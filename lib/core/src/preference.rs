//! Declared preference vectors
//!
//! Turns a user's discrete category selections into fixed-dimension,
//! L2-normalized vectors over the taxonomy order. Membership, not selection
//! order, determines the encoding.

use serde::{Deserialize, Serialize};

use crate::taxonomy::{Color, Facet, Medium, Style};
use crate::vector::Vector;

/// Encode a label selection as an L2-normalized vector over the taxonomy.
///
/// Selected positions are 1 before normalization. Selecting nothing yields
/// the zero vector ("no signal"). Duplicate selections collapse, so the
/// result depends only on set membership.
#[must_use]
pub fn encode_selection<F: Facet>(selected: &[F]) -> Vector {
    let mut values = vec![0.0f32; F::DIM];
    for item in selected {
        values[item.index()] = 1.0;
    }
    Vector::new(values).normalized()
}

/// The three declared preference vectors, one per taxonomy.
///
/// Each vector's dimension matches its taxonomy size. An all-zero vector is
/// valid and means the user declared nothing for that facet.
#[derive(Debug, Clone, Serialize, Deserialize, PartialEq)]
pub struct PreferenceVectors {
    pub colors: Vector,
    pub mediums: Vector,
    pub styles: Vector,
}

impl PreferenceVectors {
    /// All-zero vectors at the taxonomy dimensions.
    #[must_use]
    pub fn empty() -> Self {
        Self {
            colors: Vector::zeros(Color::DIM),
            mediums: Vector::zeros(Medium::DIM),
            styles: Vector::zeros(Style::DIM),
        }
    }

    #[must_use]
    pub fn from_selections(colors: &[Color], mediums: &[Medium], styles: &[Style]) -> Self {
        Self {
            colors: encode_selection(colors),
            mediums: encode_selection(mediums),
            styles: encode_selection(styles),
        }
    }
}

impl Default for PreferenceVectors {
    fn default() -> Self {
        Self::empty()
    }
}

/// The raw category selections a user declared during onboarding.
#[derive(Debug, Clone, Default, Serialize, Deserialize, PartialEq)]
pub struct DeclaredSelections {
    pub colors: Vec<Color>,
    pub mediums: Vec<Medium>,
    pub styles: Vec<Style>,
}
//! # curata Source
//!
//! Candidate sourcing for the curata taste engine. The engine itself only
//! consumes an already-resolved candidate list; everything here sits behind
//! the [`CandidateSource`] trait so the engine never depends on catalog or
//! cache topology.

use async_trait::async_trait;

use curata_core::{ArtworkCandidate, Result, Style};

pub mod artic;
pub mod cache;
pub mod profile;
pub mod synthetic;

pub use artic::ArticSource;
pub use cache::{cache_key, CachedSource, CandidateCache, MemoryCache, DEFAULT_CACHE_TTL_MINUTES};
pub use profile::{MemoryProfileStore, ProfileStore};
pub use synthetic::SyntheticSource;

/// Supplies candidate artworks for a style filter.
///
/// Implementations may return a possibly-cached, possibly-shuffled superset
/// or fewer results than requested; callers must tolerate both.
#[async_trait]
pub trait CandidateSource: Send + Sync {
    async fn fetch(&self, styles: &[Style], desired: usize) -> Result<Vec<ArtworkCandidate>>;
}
○ ○ ○ ○ ○
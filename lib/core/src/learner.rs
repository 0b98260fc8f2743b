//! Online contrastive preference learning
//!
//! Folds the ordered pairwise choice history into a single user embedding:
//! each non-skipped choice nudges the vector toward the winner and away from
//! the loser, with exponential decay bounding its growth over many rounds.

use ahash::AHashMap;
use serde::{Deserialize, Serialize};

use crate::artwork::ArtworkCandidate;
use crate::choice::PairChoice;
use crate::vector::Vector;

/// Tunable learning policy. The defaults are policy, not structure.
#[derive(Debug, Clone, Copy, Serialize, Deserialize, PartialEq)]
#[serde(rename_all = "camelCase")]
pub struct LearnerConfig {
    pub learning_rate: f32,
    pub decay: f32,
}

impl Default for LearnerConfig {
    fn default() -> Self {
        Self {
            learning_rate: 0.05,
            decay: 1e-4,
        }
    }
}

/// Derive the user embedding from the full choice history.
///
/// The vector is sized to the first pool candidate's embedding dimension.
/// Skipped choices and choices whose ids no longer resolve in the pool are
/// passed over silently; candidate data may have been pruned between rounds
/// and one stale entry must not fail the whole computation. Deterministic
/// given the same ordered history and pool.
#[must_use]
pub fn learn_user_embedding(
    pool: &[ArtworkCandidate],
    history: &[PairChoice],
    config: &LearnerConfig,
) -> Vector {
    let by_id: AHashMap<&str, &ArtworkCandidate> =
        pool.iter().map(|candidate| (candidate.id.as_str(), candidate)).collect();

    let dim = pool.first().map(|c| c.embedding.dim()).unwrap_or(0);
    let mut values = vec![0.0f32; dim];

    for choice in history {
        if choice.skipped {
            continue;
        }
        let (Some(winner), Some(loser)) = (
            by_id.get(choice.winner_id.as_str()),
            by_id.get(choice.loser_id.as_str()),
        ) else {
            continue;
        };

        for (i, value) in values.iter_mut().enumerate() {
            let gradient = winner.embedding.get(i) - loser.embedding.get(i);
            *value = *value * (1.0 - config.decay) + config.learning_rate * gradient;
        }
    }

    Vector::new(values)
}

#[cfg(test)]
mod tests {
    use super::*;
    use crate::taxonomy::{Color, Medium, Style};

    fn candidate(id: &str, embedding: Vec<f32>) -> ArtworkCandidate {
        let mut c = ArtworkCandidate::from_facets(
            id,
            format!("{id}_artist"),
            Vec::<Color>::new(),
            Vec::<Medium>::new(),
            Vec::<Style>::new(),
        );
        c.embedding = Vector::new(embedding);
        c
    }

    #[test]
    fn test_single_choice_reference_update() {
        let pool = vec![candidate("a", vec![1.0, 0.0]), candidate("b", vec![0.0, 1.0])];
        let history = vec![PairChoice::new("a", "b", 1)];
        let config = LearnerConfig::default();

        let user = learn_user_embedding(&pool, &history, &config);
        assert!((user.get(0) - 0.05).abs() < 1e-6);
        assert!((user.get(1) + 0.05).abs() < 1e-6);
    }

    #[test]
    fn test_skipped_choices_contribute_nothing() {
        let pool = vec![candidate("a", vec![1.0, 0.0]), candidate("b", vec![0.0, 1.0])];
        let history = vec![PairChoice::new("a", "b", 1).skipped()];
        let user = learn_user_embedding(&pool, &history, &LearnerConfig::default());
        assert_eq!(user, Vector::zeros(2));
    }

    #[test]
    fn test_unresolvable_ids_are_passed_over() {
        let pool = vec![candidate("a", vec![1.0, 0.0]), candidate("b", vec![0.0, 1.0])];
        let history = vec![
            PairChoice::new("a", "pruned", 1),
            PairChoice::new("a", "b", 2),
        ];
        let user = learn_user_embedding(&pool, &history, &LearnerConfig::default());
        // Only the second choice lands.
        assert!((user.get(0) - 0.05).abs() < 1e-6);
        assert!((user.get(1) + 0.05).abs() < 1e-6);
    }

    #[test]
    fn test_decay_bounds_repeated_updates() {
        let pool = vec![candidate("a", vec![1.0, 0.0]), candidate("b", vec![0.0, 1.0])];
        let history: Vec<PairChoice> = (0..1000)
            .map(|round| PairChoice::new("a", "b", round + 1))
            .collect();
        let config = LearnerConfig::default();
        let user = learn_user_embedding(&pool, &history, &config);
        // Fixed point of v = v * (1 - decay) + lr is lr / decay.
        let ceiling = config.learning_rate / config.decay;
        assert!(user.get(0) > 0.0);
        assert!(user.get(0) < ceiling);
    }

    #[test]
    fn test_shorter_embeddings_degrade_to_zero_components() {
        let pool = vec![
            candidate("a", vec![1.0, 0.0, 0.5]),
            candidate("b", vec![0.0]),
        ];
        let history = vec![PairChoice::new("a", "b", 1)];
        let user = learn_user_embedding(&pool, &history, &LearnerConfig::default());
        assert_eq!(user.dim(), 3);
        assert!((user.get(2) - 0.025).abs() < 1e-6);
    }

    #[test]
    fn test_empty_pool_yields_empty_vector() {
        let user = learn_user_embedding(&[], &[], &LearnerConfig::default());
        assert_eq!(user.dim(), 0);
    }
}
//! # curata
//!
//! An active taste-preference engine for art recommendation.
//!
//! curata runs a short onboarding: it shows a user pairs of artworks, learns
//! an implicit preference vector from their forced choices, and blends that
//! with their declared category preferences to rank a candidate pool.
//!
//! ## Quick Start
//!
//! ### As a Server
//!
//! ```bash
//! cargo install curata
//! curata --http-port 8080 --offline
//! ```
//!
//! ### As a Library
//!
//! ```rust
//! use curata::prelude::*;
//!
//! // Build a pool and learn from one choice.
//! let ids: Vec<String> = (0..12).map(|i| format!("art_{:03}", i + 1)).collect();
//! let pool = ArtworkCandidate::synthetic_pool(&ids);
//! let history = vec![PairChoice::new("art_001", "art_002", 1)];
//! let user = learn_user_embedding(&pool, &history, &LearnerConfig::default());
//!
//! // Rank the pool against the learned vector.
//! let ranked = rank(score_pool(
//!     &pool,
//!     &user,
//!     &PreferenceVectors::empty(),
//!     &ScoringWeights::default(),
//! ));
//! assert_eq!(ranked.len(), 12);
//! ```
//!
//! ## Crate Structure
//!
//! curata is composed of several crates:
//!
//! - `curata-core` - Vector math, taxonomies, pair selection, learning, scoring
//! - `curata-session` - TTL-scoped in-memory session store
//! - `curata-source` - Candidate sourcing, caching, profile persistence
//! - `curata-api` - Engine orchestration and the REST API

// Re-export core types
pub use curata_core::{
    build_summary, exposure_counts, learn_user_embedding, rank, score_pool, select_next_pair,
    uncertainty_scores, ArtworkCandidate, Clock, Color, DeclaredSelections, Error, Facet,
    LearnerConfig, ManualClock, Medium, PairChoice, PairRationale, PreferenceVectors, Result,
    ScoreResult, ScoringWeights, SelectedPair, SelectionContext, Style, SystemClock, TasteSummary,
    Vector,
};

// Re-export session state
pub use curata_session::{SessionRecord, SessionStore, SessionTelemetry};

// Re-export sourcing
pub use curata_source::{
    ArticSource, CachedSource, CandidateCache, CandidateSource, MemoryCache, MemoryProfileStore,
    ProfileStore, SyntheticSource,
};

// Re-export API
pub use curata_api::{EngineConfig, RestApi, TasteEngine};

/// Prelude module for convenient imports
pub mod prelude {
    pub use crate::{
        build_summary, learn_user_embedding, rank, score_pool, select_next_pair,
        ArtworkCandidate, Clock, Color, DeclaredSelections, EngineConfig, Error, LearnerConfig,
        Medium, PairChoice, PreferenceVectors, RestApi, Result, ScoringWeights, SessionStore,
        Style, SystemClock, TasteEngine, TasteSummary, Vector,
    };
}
○ ○ ○ ○ ○
> _What to do_:
What lines in the records above include the string "that"? Copy each one.

> _Problem solution_:
/// valid and means the user declared nothing for that facet.
//! an implicit preference vector from their forced choices, and blends that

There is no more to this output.